In the field of conifers development biology, male and female cone development has long been a focus of investigation. Improved seed breeding, introduction, high yield, and steady cultivation can all be aided by understanding how plants make cones (Goslin et al., 2017; Zheng and Xia, 2022). High-performance liquid chromatography and transcriptome sequencing methods were employed in this study to examine the changes in hormone and gene levels at various stages of growth in P. koraiensis male and female cones. We started by performing morphological observations on the main growth developmental stage after the formation of male and female cones. Second, the amounts of eight plant hormones that are produced by the body were examined in cones at three significant growth phases. Finally, gene-specific alterations related to three significant developmental stages were examined using transcriptome sequencing. Through systematic phenological observation, hormone determination, and gene level analysis, this study seeks to better understand the relationship between male and female cones development and hormone content and genes. It also provides a useful reference for P. koraiensis genetic engineering breeding.

Materials and methods

Experimental material and cone flower morphology observation

P. koraiensis is mainly distributed in Northeast China and has unique reproductive biology. The plant material used in this study was grown in the P. koraiensis seed orchard of the Linjiang Forestry Bureau, Jilin Province, China (41°05’N, 126°06’), with a tree age of 30 years. In this study, the male and female cones morphology of P. koraiensis plants was observed from the middle of April through late June on a single plant that was free of disease and insect pests. The experimental samples from the three typical growth phases of the male (MS1, MS2 and MS3) and female (FS1, FS2 and FS3) cones were gathered, including bud burst, sheath dehiscence stage and maturation stage. In each stage, a mixed sample of six male or female cones with the same growth developmental stage was chosen, and three biological replicates were set up for each stage sample. After removing the sheathings, all samples were promptly frozen in liquid nitrogen to prevent RNA degradation. They were subsequently stored at -80°C for RNA extraction, database construction, and transcriptome sequencing.

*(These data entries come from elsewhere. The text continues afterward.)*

// SPDX-License-Identifier: MIT
// Copyright 2026 Roland Dreier <roland@rolandd.dev>

use axum::http::StatusCode;
use axum::response::IntoResponse;
use wellness_tracker::error::AppError;

async fn render(err: AppError) -> (StatusCode, serde_json::Value) {
    let response = err.into_response();
    let status = response.status();
    let bytes = axum::body::to_bytes(response.into_body(), usize::MAX)
        .await
        .unwrap();
    (status, serde_json::from_slice(&bytes).unwrap())
}

#[tokio::test]
async fn test_not_found_carries_details() {
    let (status, body) = render(AppError::NotFound("User u1 not found".to_string())).await;
    assert_eq!(status, StatusCode::NOT_FOUND);
    assert_eq!(body["error"], "not_found");
    assert_eq!(body["details"], "User u1 not found");
}

#[tokio::test]
async fn test_server_errors_are_opaque() {
    let cases = [
        (
            AppError::Database("connection refused to 10.0.0.3".to_string()),
            "database_error",
        ),
        (
            AppError::MalformedPayload("expected object".to_string()),
            "internal_error",
        ),
        (
            AppError::Internal(anyhow::anyhow!("stack trace here")),
            "internal_error",
        ),
    ];

    for (err, code) in cases {
        let (status, body) = render(err).await;
        assert_eq!(status, StatusCode::INTERNAL_SERVER_ERROR);
        assert_eq!(body["error"], code);
        assert!(body.get("details").is_none());
    }
}

#[tokio::test]
async fn test_notification_failure_is_bad_gateway() {
    let (status, body) = render(AppError::Notification("503 from gateway".to_string())).await;
    assert_eq!(status, StatusCode::BAD_GATEWAY);
    assert_eq!(body["error"], "notification_error");
    assert!(body.get("details").is_none());
}

#[tokio::test]
async fn test_auth_errors() {
    let (status, body) = render(AppError::Unauthorized).await;
    assert_eq!(status, StatusCode::UNAUTHORIZED);
    assert_eq!(body["error"], "unauthorized");

    let (status, _) = render(AppError::BadRequest("bad email".to_string())).await;
    assert_eq!(status, StatusCode::BAD_REQUEST);
}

Measurement of hormone content

To explore the relationship between male and female cones growth development and endogenous hormones, high-performance liquid chromatography (HPLC) and enzyme-linked immunosorbent assay (ELISA) were used by the Shanghai Enzymatic Biotechnology Company Ltd. (Shaihai, China) to measure the concentrations and dynamic changes of eight endogenous hormones during three typical stages of cone flowers growth. These hormones included gibberellins (GA), jasmonic acid (JA), auxin (IAA), abscisic acid (ABA), cytokinin (CTK), ethylene (ETH), brassinosteroids (BR) and zeatin (ZT). Using IBM SPSS 26 software, differences were examined for all hormone content data, and multiple comparison tests were run using the Student-Newman-Keuls (S-N-K) function. The different letters in the bar chart indicate significant differences (P < 0.05).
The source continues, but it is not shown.